In the listing that follows, locate the line containing "pub struct ObjectInfo" and the line containing "Write an object". Retype exactly those two lines and every line between them, and nothing more.

- _DATA IN THIS EXERCISE_
= Beginning of Section =

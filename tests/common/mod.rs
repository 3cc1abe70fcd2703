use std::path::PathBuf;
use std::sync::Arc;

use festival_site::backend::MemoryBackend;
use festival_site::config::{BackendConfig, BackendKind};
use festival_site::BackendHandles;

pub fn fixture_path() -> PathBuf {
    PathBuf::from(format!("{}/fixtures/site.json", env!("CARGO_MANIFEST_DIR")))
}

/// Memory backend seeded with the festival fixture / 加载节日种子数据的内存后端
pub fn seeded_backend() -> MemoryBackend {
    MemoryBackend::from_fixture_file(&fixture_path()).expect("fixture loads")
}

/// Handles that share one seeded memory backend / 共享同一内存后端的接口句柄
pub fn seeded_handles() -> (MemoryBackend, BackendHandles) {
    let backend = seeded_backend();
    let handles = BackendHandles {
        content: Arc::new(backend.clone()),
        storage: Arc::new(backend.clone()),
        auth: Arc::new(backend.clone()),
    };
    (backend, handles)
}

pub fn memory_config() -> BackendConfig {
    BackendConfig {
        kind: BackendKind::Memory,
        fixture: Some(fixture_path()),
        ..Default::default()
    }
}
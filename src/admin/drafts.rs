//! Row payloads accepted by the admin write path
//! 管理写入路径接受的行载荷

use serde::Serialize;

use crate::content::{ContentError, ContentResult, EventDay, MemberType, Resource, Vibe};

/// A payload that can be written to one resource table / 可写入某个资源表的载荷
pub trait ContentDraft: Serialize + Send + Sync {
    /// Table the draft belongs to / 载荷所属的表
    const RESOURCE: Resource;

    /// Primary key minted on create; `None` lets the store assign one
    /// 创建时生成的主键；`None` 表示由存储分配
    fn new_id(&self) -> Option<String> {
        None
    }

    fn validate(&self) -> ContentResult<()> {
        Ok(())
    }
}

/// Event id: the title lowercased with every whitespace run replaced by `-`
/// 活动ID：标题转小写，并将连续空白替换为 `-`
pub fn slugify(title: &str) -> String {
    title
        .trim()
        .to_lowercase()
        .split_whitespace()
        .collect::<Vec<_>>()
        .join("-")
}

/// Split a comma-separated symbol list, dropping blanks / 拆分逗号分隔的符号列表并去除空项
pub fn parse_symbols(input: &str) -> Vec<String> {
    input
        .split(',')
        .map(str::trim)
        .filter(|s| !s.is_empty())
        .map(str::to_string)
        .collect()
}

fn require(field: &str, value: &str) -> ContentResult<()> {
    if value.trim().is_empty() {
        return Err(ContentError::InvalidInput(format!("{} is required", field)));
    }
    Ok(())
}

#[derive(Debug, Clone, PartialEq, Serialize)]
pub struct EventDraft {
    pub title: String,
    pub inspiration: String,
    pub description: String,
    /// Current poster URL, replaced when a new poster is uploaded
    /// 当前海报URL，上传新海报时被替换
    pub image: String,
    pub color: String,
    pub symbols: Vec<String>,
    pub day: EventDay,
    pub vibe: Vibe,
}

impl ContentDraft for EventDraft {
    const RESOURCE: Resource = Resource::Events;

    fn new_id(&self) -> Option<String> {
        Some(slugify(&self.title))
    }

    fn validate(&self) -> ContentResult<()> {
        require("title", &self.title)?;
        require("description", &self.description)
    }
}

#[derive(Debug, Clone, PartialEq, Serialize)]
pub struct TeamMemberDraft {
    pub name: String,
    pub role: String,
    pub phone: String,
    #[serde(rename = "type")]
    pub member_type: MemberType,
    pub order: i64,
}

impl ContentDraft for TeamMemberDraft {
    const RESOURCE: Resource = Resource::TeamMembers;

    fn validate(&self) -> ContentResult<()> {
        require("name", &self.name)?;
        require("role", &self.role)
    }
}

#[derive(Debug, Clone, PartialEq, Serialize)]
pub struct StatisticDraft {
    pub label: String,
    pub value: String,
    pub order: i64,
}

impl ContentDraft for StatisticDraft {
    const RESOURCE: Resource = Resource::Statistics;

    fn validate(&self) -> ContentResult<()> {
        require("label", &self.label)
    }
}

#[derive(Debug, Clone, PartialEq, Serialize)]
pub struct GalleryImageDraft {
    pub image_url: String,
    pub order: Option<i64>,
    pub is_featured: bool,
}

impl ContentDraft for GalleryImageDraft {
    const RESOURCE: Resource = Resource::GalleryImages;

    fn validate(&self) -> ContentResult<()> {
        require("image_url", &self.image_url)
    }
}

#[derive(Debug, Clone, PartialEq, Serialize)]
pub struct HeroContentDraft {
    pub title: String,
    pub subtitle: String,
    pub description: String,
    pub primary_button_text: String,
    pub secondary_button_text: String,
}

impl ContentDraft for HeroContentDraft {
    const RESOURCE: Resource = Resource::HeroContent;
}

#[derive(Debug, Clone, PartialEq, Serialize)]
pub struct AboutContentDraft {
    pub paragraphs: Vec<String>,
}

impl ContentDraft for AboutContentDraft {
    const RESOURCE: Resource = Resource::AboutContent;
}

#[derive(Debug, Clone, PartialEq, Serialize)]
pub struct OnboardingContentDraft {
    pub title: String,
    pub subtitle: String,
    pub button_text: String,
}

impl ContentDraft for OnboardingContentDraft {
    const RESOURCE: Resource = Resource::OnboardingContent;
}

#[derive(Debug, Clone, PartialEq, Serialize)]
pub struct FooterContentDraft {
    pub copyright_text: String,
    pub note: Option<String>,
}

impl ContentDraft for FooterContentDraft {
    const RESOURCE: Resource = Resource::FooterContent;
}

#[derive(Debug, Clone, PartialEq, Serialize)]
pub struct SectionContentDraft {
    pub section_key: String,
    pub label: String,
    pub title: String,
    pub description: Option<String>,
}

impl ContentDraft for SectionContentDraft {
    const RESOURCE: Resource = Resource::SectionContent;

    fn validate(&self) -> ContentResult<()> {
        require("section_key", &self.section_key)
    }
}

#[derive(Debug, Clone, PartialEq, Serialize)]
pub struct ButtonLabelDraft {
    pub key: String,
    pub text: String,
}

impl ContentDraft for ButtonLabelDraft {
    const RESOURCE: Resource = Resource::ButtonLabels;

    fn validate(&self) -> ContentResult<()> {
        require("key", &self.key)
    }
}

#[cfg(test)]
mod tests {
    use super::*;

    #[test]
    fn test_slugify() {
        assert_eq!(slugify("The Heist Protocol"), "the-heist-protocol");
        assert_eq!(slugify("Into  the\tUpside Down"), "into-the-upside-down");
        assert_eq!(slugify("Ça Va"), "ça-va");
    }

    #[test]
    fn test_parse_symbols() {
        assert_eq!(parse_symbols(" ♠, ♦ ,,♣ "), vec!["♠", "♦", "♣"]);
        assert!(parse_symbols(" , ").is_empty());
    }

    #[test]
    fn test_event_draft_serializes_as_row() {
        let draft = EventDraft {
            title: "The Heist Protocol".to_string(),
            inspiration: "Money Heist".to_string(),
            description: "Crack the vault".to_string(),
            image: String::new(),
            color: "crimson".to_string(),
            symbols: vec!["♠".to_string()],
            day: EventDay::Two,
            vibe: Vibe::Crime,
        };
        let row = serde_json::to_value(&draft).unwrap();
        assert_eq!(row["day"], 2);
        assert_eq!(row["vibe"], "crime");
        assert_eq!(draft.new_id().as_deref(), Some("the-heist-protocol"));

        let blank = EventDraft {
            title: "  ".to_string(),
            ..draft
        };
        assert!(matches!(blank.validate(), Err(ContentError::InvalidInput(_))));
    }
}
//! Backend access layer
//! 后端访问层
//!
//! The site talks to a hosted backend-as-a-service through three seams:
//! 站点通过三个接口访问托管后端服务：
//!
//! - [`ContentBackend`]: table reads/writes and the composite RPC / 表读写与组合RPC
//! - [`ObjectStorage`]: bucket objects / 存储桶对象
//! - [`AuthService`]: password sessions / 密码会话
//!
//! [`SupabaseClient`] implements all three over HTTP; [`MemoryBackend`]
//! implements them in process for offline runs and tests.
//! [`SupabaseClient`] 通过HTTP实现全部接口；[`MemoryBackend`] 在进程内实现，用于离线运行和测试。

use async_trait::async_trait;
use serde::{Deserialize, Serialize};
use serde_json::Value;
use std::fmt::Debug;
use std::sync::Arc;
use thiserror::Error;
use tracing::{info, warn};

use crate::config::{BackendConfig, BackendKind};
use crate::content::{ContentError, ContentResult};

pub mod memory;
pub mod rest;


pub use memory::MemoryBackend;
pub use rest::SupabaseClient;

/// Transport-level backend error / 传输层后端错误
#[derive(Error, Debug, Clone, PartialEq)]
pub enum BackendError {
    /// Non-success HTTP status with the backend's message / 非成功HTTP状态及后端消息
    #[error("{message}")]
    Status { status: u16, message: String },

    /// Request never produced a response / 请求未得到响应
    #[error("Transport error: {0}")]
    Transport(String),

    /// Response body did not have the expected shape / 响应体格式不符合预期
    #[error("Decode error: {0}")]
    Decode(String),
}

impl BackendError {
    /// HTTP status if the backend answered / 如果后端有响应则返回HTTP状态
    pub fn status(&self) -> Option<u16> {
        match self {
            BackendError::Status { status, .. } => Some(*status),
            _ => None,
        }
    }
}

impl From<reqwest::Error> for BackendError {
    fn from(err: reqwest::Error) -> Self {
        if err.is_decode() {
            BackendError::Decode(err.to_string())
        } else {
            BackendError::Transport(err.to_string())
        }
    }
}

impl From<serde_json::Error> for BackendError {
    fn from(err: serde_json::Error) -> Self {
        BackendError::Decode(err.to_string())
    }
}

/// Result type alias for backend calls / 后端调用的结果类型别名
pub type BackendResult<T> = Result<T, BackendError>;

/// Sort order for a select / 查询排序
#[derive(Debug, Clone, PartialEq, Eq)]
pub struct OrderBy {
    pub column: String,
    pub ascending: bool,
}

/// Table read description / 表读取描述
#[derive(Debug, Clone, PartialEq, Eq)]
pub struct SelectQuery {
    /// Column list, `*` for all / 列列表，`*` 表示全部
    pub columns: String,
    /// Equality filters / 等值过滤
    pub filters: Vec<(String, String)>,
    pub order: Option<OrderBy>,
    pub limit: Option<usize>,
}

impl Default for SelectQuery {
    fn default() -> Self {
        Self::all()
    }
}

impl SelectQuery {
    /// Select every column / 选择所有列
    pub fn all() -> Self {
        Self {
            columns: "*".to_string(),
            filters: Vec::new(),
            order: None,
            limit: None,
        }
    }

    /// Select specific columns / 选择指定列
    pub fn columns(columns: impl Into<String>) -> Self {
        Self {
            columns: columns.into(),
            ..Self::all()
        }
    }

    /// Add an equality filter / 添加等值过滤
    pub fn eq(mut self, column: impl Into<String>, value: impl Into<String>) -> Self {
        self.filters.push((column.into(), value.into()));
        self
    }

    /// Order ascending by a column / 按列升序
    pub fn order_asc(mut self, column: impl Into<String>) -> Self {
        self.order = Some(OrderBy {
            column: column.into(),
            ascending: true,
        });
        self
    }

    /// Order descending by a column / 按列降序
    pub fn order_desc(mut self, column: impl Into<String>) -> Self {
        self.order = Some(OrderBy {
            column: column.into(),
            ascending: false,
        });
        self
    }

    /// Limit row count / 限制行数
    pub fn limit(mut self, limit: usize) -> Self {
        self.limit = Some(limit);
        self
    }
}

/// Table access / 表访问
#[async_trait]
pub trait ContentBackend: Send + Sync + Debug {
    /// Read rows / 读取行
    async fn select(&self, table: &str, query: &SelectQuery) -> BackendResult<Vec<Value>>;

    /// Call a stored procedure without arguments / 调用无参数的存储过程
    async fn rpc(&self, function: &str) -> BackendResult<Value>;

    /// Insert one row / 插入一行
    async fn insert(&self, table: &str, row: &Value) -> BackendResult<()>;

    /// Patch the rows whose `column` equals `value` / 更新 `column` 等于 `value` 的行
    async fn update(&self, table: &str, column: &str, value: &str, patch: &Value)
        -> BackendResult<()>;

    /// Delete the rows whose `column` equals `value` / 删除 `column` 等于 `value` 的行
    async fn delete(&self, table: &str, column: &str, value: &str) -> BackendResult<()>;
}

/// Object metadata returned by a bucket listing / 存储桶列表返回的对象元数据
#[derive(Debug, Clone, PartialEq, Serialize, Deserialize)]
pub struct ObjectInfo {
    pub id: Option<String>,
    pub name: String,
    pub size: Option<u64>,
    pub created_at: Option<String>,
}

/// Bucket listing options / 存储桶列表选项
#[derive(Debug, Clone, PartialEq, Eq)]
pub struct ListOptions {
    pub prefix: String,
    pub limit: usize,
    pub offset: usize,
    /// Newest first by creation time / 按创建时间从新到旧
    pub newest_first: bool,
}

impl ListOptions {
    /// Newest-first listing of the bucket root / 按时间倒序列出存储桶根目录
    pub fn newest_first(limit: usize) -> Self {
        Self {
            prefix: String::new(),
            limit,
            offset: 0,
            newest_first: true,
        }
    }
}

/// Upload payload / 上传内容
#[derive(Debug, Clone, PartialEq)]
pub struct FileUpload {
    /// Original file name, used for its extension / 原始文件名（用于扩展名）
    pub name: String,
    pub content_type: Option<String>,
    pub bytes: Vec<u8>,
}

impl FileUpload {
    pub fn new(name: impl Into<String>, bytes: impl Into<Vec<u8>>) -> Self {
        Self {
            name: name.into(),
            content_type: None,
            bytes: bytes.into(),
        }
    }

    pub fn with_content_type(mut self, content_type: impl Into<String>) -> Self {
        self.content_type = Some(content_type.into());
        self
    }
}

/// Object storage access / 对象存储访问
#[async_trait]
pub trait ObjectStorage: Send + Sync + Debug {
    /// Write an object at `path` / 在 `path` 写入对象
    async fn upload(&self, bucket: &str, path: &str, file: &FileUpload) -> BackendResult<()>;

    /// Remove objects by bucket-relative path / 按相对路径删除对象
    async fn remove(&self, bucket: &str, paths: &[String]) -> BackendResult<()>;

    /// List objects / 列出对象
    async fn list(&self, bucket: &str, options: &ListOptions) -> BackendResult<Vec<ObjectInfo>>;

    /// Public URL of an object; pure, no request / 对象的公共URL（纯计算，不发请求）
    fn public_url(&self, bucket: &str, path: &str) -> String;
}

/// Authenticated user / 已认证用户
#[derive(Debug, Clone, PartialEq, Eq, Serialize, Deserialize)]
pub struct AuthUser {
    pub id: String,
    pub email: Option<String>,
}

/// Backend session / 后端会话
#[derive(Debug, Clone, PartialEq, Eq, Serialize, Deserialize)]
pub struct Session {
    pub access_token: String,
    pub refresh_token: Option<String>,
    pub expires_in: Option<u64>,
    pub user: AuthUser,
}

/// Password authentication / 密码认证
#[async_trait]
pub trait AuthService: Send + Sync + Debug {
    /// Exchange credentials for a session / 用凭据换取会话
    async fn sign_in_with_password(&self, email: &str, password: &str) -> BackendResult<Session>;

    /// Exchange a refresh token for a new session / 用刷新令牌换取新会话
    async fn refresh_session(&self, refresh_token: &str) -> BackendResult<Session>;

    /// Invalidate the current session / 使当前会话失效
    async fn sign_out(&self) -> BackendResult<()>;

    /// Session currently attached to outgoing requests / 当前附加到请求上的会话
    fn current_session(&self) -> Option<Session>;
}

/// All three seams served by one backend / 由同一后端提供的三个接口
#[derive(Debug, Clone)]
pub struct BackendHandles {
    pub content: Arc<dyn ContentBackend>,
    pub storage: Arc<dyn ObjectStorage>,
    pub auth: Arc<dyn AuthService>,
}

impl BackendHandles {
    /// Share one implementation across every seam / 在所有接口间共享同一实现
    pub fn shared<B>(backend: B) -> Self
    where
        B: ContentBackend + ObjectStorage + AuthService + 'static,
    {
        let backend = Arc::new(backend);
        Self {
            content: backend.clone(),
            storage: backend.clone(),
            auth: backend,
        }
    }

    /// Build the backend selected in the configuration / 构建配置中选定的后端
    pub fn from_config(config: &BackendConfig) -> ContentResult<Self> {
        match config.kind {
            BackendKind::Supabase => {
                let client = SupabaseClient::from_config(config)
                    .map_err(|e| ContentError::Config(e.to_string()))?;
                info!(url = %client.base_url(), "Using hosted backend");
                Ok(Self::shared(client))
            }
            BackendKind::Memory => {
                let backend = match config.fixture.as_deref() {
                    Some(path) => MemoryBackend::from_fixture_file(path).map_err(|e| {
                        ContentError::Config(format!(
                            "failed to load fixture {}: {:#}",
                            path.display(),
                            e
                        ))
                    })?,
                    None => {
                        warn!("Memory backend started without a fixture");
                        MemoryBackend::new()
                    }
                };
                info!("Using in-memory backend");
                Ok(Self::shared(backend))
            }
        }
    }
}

= End of Section =

- _PROBLEM SOLUTION_
pub struct ObjectInfo {
    pub id: Option<String>,
    pub name: String,
    pub size: Option<u64>,
    pub created_at: Option<String>,
}

/// Bucket listing options / 存储桶列表选项
#[derive(Debug, Clone, PartialEq, Eq)]
pub struct ListOptions {
    pub prefix: String,
    pub limit: usize,
    pub offset: usize,
    /// Newest first by creation time / 按创建时间从新到旧
    pub newest_first: bool,
}

impl ListOptions {
    /// Newest-first listing of the bucket root / 按时间倒序列出存储桶根目录
    pub fn newest_first(limit: usize) -> Self {
        Self {
            prefix: String::new(),
            limit,
            offset: 0,
            newest_first: true,
        }
    }
}

/// Upload payload / 上传内容
#[derive(Debug, Clone, PartialEq)]
pub struct FileUpload {
    /// Original file name, used for its extension / 原始文件名（用于扩展名）
    pub name: String,
    pub content_type: Option<String>,
    pub bytes: Vec<u8>,
}

impl FileUpload {
    pub fn new(name: impl Into<String>, bytes: impl Into<Vec<u8>>) -> Self {
        Self {
            name: name.into(),
            content_type: None,
            bytes: bytes.into(),
        }
    }

    pub fn with_content_type(mut self, content_type: impl Into<String>) -> Self {
        self.content_type = Some(content_type.into());
        self
    }
}

/// Object storage access / 对象存储访问
#[async_trait]
pub trait ObjectStorage: Send + Sync + Debug {
    /// Write an object at `path` / 在 `path` 写入对象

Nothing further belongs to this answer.